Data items
◇ ◇ ◇ ◇ ◇
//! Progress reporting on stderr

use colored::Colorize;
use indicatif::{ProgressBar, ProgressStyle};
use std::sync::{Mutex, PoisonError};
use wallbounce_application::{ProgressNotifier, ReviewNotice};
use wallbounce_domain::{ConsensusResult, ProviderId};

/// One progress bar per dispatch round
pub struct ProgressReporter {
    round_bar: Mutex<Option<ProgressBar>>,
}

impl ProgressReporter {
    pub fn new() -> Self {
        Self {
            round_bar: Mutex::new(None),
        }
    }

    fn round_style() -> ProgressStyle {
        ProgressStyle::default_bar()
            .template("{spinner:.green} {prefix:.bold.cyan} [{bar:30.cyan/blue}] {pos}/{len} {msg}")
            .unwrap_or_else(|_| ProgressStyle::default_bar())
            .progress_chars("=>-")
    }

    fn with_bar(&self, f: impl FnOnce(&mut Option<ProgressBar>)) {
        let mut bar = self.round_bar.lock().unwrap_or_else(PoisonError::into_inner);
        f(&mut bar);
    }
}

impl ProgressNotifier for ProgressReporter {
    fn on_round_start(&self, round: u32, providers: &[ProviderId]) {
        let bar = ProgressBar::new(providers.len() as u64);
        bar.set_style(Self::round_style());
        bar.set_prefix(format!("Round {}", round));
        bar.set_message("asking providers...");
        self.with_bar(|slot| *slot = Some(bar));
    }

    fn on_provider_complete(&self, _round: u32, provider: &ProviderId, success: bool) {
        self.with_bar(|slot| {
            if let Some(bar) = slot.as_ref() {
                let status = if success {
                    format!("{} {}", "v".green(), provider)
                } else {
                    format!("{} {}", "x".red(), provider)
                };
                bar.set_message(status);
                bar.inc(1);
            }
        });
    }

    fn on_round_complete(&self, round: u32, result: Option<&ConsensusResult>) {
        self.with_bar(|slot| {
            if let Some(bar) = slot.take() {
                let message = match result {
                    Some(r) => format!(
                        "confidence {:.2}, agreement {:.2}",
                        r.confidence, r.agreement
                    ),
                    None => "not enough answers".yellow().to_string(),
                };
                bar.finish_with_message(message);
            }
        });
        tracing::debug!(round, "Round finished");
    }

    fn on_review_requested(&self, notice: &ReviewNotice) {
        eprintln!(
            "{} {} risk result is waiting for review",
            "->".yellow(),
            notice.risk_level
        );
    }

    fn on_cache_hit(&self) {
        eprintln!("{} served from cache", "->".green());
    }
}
◇ ◇ ◇ ◇ ◇
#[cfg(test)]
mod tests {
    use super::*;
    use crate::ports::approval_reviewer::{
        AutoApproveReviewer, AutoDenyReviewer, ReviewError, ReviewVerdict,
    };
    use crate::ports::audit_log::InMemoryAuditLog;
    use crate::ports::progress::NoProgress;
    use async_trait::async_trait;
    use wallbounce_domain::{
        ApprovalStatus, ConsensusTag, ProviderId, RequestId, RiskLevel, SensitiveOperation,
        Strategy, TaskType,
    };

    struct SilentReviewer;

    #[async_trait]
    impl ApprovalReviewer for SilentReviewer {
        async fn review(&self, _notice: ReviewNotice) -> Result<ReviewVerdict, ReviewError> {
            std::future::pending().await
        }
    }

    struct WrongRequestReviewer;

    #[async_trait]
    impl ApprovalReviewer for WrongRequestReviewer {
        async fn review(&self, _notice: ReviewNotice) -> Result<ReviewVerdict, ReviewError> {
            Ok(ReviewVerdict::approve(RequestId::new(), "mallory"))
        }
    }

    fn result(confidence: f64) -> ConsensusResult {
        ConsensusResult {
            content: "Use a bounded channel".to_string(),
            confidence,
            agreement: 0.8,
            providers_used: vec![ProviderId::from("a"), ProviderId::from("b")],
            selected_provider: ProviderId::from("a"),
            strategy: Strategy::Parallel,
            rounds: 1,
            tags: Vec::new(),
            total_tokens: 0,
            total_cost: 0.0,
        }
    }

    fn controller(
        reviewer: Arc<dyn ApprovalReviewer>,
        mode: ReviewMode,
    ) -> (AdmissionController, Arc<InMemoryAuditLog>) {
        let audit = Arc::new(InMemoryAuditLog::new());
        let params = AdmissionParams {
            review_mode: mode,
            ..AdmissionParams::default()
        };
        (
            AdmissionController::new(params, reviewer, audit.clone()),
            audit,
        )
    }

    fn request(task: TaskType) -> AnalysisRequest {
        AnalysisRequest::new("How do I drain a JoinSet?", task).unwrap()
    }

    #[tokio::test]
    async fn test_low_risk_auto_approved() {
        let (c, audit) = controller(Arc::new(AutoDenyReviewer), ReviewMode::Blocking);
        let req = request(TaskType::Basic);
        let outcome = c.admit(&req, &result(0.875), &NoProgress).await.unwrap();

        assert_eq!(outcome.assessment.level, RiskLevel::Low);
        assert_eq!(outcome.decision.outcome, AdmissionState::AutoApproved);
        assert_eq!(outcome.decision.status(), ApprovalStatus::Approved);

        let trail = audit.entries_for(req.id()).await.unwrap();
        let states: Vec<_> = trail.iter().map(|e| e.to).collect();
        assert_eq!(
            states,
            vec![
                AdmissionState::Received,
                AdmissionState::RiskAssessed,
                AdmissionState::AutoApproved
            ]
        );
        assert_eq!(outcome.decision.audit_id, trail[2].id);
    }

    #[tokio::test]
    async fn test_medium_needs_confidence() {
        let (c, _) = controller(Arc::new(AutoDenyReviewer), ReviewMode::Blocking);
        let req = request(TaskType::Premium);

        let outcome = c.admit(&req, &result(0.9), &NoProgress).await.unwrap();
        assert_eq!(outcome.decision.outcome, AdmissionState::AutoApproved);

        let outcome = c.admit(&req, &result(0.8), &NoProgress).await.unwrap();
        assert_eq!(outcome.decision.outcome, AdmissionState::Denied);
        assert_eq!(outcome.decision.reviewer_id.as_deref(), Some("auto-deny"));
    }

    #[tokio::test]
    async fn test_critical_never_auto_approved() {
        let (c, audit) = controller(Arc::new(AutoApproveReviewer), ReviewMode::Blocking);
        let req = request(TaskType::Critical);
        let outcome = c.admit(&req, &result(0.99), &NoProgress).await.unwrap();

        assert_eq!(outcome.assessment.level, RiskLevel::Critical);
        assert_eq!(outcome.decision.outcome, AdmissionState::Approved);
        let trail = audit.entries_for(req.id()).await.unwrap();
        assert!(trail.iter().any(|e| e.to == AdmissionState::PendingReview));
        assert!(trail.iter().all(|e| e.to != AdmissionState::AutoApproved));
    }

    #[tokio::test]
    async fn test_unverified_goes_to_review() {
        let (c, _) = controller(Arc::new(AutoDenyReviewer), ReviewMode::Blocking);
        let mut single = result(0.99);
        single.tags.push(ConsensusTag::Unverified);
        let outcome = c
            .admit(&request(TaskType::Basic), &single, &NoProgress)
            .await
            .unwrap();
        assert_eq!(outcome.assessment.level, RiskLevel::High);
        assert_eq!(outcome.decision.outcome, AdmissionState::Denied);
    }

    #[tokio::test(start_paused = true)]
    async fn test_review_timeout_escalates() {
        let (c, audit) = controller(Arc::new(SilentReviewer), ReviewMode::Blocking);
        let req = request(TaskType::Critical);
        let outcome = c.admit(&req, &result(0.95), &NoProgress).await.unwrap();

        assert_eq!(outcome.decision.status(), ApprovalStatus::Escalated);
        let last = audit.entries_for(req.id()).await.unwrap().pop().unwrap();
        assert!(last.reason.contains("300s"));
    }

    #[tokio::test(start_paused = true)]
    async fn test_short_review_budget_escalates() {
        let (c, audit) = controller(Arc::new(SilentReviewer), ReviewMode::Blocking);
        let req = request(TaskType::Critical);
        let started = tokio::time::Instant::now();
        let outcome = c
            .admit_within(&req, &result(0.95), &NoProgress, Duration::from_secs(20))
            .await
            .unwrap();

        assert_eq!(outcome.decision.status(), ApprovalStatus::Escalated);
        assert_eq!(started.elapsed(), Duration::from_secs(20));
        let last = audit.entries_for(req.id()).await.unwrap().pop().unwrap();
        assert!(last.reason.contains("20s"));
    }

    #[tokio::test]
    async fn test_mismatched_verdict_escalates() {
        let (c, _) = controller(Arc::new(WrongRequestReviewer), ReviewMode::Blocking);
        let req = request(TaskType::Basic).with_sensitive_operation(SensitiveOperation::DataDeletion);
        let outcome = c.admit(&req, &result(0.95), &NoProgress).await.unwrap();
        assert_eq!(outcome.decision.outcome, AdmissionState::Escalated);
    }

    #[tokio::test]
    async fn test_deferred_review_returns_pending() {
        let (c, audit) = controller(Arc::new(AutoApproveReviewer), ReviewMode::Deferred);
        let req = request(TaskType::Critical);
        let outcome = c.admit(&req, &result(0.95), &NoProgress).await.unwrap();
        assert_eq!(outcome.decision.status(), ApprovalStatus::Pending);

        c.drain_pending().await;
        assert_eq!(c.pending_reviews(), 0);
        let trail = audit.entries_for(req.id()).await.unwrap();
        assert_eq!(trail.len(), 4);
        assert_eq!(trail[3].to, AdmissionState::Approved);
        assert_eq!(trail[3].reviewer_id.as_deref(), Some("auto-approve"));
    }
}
◇ ◇ ◇ ◇ ◇
* Work request:
In the entries above, find each line with "ProgressBar" and list it.

* Your solution:
use indicatif::{ProgressBar, ProgressStyle};
    round_bar: Mutex<Option<ProgressBar>>,
    fn with_bar(&self, f: impl FnOnce(&mut Option<ProgressBar>)) {
        let bar = ProgressBar::new(providers.len() as u64);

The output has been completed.